Despite the positive impact of industrialization, the trade unions, working class, peasants, and farmers were socially and economically subdued by the powerful industrial oligarch society who had strong ties with President Ayub Khan. In fact, industrial groups completely neglected the work conditions and failed to provide a healthy environment to the workers in the industries. According to the Chief Economist of the Planning Commission, Dr. Mahbub-ul-Haq, by 1968 "22 industrial family groups had come to dominate the economic and financial life-cycle of Pakistan and that they controlled about two-thirds of industrial assets, 80% of banking and 79% of insurance assets in the industrial domain." Further, President Khan's peaceful compromise with India in 1965 to end the Indo-Pakistani War created large scale disapproval from civil society. The treaty also sparked the resignation of Foreign minister Zulfikar Ali Bhutto, a staunch socialist and nationalist. In early months of 1968, Ayub Khan celebrated what he called a 'Decade of Development', sparking further agitations. That same November, a group of Rawalpindi students were heading back from Landi Kotal, when they were stopped at a Customs checkpoints near Attock, and badly roughed up by the police guards of the Customs officials. On returning to Rawalpindi, they staged a protest against the mishandling of police, which police attempted to quell through firing into the crowds, and killing a student. The resultant furore, which began as a student movement, was joined by working-class support, and transformed into the 1968 movement in Pakistan which brought socialism on agenda.

After a successful socialist conference in Lahore, Punjab, the Pakistan Peoples Party (PPP) was founded by the attending socialists, communists, and left-wing philosophers of the country. The PPP's manifesto called, titled "Islam is our Religion; Democracy is our Politics; Socialism is our Economy; Power Lies with the People", was written by Bengali communist J. A. Rahim, and first issued on 9 December 1967. The manifesto identified the party's ultimate goal, main objective and raison d'etre as being the achievement of an egalitarian and "classless society", which was believed to be attainable only through socialism. It called for "true equality of citizen's fraternity under the rule of democracy", within "an order of social and economic justice. Unlike the Socialist Party, the Peoples Party quickly gained popularity all over the country with its slogan, "Land to the Landless", as the party promised not only to abolish the foundational feudalism that had plagued the country, but also to redistribute lands amongst the landless and the peasants. The working class and labour movement quickly flocked to the party, believing it to be a party dedicated to the destruction of capitalism in the country.

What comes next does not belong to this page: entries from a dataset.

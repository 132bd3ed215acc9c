use chrono::{DateTime, Utc};
use serde::{Deserialize, Serialize};
use std::path::PathBuf;

/// Identity used to track a single window across poll cycles.
///
/// Windows reported with a native handle get a synthetic key built from the
/// handle and owning process, so title changes don't break tracking. Sources
/// that only know titles fall back to the title itself.
#[derive(Debug, Clone, PartialEq, Eq, Hash, PartialOrd, Ord, Serialize, Deserialize)]
#[serde(transparent)]
pub struct WindowKey(String);

impl WindowKey {
    pub fn native(handle: u64, pid: Option<u32>) -> Self {
        Self(format!("{:#010x}:{}", handle, pid.unwrap_or(0)))
    }

    pub fn from_title(title: &str) -> Self {
        Self(title.to_string())
    }

    pub fn as_str(&self) -> &str {
        &self.0
    }
}

impl From<&str> for WindowKey {
    fn from(value: &str) -> Self {
        Self(value.to_string())
    }
}

impl std::fmt::Display for WindowKey {
    fn fmt(&self, f: &mut std::fmt::Formatter<'_>) -> std::fmt::Result {
        write!(f, "{}", self.0)
    }
}

#[derive(Debug, Clone, Copy, PartialEq, Eq, Default, Serialize, Deserialize)]
pub struct WindowRect {
    pub x: i32,
    pub y: i32,
    pub width: u32,
    pub height: u32,
}

/// Per-window data reported by a window source, plus enrichment fields.
#[derive(Debug, Clone, PartialEq, Eq, Default, Serialize, Deserialize)]
pub struct WindowMetadata {
    pub title: String,
    #[serde(default, skip_serializing_if = "Option::is_none")]
    pub handle: Option<u64>,
    #[serde(default)]
    pub pid: Option<u32>,
    #[serde(default)]
    pub process_name: Option<String>,
    #[serde(default)]
    pub executable: Option<PathBuf>,
    #[serde(default)]
    pub window_class: Option<String>,
    #[serde(default)]
    pub rect: Option<WindowRect>,
    #[serde(default)]
    pub visible: bool,
    #[serde(default)]
    pub browser_url: Option<String>,
    #[serde(default)]
    pub editor_workspace: Option<String>,
}

impl WindowMetadata {
    pub fn titled(title: impl Into<String>) -> Self {
        Self {
            title: title.into(),
            visible: true,
            ..Self::default()
        }
    }

    #[cfg(test)]
    pub fn with_handle(mut self, handle: u64, pid: u32) -> Self {
        self.handle = Some(handle);
        self.pid = Some(pid);
        self
    }

    #[cfg(test)]
    pub fn with_process(mut self, process_name: &str) -> Self {
        self.process_name = Some(process_name.to_string());
        self
    }

    pub fn has_title(&self) -> bool {
        !self.title.trim().is_empty()
    }
}

/// A live window as tracked by the store.
#[derive(Debug, Clone, PartialEq, Eq)]
pub struct WindowRecord {
    pub key: WindowKey,
    pub first_seen: DateTime<Utc>,
    pub metadata: WindowMetadata,
}

impl WindowRecord {
    pub fn title(&self) -> &str {
        &self.metadata.title
    }

    pub fn close_target(&self) -> CloseTarget {
        CloseTarget {
            key: Some(self.key.clone()),
            title: self.metadata.title.clone(),
            handle: self.metadata.handle,
        }
    }
}

/// What a window source needs to close a window.
#[derive(Debug, Clone, PartialEq, Eq, Serialize, Deserialize)]
pub struct CloseTarget {
    #[serde(default, skip_serializing_if = "Option::is_none")]
    pub key: Option<WindowKey>,
    pub title: String,
    #[serde(default, skip_serializing_if = "Option::is_none")]
    pub handle: Option<u64>,
}

#[cfg(test)]
mod tests {
    use super::*;

    #[test]
    fn window_key_native_includes_handle_and_pid() {
        let key = WindowKey::native(0x3a00003, Some(4242));
        assert_eq!(key.as_str(), "0x03a00003:4242");
    }

    #[test]
    fn window_key_native_without_pid_uses_zero() {
        assert_eq!(WindowKey::native(0x10, None).as_str(), "0x00000010:0");
    }

    #[test]
    fn window_key_serializes_as_plain_string() {
        let key = WindowKey::from_title("Editor - app.py");
        let json = serde_json::to_string(&key).unwrap();
        assert_eq!(json, "\"Editor - app.py\"");
    }

    #[test]
    fn window_metadata_has_title_rejects_whitespace() {
        assert!(!WindowMetadata::titled("   \t").has_title());
        assert!(WindowMetadata::titled("Terminal").has_title());
    }

    #[test]
    fn window_metadata_deserializes_with_missing_optionals() {
        let meta: WindowMetadata = serde_json::from_str(r#"{"title":"Browser - docs"}"#).unwrap();
        assert_eq!(meta.title, "Browser - docs");
        assert!(meta.pid.is_none());
        assert!(meta.browser_url.is_none());
        assert!(!meta.visible);
    }

    #[test]
    fn close_target_carries_handle() {
        let record = WindowRecord {
            key: WindowKey::native(0x42, Some(7)),
            first_seen: Utc::now(),
            metadata: WindowMetadata::titled("Notes").with_handle(0x42, 7),
        };
        let target = record.close_target();
        assert_eq!(target.key, Some(record.key.clone()));
        assert_eq!(target.title, "Notes");
        assert_eq!(target.handle, Some(0x42));
    }
}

Eventually, the socialist-oriented catchphrase "Roti, Kapra aur Makan" (lit. "bread, clothes, and housing"), inspired by Communist leader, V.I Lenin's popular slogan ‘Peace, Land and Bread’ became a nationwide rallying-call for the party. By the 1970s, the Pakistan Peoples Party had become the largest and most influential leading socialist and democratic entity in the country. The party published its ideas in its newspapers, such as "Nusrat", "Fatah", and "Mussawat".

===1970s–80s: reconstruction and restoration===

====Ethical and left nationalism====
The 1968 Movement led to the end of Ayub Khan's term, but the suspension of democracy and military control continued under the new President Yahya Khan. However, General Khan allowed for the 1970 general elections to take place, which brought the Pakistan People's Party and the Awami League, in direct competition with each other. The election gave the Awami League an absolute majority entirely based in East Pakistan, while the PPP, led by Zulfikar Ali Bhutto, won largely in Punjab and Sindh. However, General Yahya Khan, along with Zulfikar Ali Bhutto, the leader of the PPP, were against a party from East Pakistan leading the federal government. Thus, General Khan did not seat the Parliament, leading to widespread unrest in East Pakistan, and subsequent military action in East Pakistan led to a bitter war with India, concluding in the separation of East Pakistan in 1971, and the creation of Bangladesh.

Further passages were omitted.